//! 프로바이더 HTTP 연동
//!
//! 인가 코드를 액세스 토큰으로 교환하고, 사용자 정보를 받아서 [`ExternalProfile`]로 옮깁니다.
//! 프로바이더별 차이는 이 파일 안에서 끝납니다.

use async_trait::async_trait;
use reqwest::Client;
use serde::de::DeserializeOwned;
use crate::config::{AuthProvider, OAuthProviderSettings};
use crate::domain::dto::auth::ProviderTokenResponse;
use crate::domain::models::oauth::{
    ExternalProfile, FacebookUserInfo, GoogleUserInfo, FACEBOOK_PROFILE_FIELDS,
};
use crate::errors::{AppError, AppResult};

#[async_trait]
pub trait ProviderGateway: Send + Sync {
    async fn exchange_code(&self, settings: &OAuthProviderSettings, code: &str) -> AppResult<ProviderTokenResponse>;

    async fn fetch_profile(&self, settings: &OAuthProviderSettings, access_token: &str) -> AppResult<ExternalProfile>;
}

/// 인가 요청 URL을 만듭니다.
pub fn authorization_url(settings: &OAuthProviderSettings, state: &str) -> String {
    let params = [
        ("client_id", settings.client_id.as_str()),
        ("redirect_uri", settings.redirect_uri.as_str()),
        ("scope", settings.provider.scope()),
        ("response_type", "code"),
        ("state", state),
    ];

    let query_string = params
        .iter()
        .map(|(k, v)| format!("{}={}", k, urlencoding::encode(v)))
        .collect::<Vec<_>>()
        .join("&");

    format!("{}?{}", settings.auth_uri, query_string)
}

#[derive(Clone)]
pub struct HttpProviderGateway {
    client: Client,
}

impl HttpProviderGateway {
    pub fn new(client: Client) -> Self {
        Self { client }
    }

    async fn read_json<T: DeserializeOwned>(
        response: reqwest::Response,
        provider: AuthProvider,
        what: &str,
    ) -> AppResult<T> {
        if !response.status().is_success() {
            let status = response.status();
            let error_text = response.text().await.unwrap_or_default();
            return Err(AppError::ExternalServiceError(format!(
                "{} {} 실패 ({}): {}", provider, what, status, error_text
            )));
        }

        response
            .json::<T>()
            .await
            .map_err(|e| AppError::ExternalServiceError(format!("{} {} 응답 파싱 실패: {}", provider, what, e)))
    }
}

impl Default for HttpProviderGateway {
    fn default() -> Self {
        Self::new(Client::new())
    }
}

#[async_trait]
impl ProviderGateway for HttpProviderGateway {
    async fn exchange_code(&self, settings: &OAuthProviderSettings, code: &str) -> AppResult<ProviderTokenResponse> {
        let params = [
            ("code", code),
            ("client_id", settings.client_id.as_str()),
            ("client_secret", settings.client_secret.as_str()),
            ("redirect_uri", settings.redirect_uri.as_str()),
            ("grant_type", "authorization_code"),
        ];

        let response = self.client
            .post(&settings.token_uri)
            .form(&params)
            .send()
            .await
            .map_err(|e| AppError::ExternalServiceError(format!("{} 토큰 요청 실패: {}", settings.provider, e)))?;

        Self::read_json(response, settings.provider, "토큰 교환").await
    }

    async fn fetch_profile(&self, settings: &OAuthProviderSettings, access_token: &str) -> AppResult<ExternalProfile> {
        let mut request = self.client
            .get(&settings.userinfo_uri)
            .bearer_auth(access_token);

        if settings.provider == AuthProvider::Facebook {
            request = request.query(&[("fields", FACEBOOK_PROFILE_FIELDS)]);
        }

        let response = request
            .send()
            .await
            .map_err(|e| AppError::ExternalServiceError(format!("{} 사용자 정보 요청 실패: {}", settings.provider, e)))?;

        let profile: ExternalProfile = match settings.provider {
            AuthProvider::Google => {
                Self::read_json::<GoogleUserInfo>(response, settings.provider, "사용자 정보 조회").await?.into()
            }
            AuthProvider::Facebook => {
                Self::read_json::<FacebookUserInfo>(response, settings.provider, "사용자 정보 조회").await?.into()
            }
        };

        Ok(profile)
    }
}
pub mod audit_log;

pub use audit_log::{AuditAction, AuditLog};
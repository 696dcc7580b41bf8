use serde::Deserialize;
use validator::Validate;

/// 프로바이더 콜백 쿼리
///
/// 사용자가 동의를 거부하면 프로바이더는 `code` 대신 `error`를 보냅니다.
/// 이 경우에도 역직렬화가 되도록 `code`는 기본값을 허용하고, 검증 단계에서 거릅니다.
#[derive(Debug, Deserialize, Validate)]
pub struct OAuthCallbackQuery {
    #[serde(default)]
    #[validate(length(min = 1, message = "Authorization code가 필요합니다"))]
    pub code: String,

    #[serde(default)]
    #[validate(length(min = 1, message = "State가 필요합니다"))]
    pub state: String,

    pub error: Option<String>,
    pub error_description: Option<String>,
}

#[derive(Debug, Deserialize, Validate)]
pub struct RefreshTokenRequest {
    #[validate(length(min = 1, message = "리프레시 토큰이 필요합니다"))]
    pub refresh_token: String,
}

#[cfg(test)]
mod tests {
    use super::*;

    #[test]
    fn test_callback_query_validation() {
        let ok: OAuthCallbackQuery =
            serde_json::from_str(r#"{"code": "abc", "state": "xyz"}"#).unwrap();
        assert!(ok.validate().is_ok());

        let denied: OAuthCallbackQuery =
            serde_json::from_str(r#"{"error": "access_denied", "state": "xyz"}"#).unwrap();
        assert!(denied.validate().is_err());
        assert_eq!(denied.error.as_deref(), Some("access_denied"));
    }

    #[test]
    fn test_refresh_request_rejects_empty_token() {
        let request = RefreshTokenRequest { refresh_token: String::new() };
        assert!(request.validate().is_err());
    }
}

============

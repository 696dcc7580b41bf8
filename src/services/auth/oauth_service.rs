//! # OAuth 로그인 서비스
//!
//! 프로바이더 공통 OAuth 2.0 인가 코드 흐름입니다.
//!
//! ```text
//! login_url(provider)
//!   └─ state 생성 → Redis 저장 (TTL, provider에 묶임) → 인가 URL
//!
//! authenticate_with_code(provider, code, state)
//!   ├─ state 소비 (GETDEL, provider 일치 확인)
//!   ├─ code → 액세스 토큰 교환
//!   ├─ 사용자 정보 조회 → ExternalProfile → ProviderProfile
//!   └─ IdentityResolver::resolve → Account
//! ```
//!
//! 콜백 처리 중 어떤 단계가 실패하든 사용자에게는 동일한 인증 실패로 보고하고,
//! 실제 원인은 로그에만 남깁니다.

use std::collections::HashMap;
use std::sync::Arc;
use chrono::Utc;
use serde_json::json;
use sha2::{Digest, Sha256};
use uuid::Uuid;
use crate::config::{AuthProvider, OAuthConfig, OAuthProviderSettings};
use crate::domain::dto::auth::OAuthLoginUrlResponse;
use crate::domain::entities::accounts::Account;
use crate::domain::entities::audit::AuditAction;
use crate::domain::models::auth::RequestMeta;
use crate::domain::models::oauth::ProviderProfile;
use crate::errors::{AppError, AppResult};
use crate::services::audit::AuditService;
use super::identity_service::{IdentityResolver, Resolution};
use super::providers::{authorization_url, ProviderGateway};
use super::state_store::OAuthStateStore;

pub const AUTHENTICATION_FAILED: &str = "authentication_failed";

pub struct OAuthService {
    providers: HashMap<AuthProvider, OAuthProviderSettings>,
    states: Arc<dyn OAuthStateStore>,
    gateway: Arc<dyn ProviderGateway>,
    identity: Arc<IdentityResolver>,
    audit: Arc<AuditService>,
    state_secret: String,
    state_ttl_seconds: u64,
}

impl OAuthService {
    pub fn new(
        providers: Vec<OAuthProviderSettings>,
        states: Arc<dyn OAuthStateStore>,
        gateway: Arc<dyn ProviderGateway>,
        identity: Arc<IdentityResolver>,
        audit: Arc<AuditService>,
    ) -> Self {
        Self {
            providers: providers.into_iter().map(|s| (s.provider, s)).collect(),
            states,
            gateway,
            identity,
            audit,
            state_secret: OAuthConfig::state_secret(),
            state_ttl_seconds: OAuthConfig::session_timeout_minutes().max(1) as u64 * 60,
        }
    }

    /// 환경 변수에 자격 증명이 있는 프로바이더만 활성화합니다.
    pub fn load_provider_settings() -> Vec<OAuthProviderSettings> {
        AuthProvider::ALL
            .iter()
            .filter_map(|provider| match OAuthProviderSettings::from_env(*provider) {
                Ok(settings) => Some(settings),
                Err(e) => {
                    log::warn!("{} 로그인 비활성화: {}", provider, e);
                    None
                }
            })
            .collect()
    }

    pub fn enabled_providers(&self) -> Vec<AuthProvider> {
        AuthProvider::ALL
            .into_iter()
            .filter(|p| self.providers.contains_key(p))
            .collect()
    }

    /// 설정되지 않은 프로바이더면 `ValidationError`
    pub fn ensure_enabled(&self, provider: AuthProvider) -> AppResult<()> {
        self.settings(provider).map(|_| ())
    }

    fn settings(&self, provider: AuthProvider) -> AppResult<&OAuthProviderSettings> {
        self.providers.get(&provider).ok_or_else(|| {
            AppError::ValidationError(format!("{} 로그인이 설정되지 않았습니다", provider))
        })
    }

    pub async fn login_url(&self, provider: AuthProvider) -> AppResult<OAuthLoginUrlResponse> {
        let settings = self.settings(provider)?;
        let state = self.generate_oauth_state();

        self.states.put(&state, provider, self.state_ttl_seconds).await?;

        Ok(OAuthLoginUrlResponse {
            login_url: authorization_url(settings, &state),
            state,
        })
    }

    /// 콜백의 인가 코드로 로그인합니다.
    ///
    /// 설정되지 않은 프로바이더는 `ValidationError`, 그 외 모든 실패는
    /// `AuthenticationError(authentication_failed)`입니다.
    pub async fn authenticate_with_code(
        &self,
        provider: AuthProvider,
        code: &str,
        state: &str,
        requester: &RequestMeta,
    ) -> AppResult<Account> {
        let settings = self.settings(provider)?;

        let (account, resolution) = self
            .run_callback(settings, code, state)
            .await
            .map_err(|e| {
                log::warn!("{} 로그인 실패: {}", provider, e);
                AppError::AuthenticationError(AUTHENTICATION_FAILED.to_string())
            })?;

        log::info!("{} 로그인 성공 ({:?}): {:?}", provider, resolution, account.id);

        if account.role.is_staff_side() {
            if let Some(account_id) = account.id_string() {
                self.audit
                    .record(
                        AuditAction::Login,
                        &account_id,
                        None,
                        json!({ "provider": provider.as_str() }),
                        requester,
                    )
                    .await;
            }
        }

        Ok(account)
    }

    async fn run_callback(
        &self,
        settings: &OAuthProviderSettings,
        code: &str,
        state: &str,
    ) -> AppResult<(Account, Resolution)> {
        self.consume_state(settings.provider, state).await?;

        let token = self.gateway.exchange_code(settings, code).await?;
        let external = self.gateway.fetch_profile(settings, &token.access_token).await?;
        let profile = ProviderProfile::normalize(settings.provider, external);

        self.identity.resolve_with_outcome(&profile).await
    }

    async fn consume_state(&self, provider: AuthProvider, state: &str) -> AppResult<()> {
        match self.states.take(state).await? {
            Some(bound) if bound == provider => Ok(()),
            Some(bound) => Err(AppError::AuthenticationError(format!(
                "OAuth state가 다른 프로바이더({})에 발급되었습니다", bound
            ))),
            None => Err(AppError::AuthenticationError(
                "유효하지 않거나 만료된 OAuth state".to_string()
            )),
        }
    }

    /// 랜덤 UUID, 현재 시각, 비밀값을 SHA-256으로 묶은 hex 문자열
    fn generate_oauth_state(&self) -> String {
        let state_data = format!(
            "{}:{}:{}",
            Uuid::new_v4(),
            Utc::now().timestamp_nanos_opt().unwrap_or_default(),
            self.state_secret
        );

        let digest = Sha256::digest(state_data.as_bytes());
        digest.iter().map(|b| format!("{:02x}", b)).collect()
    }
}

============

Among the lines above, return those that hold the word "OAuthLoginUrlResponse".

» **Response to this exercise**
use crate::domain::dto::auth::OAuthLoginUrlResponse;
    pub async fn login_url(&self, provider: AuthProvider) -> AppResult<OAuthLoginUrlResponse> {
        Ok(OAuthLoginUrlResponse {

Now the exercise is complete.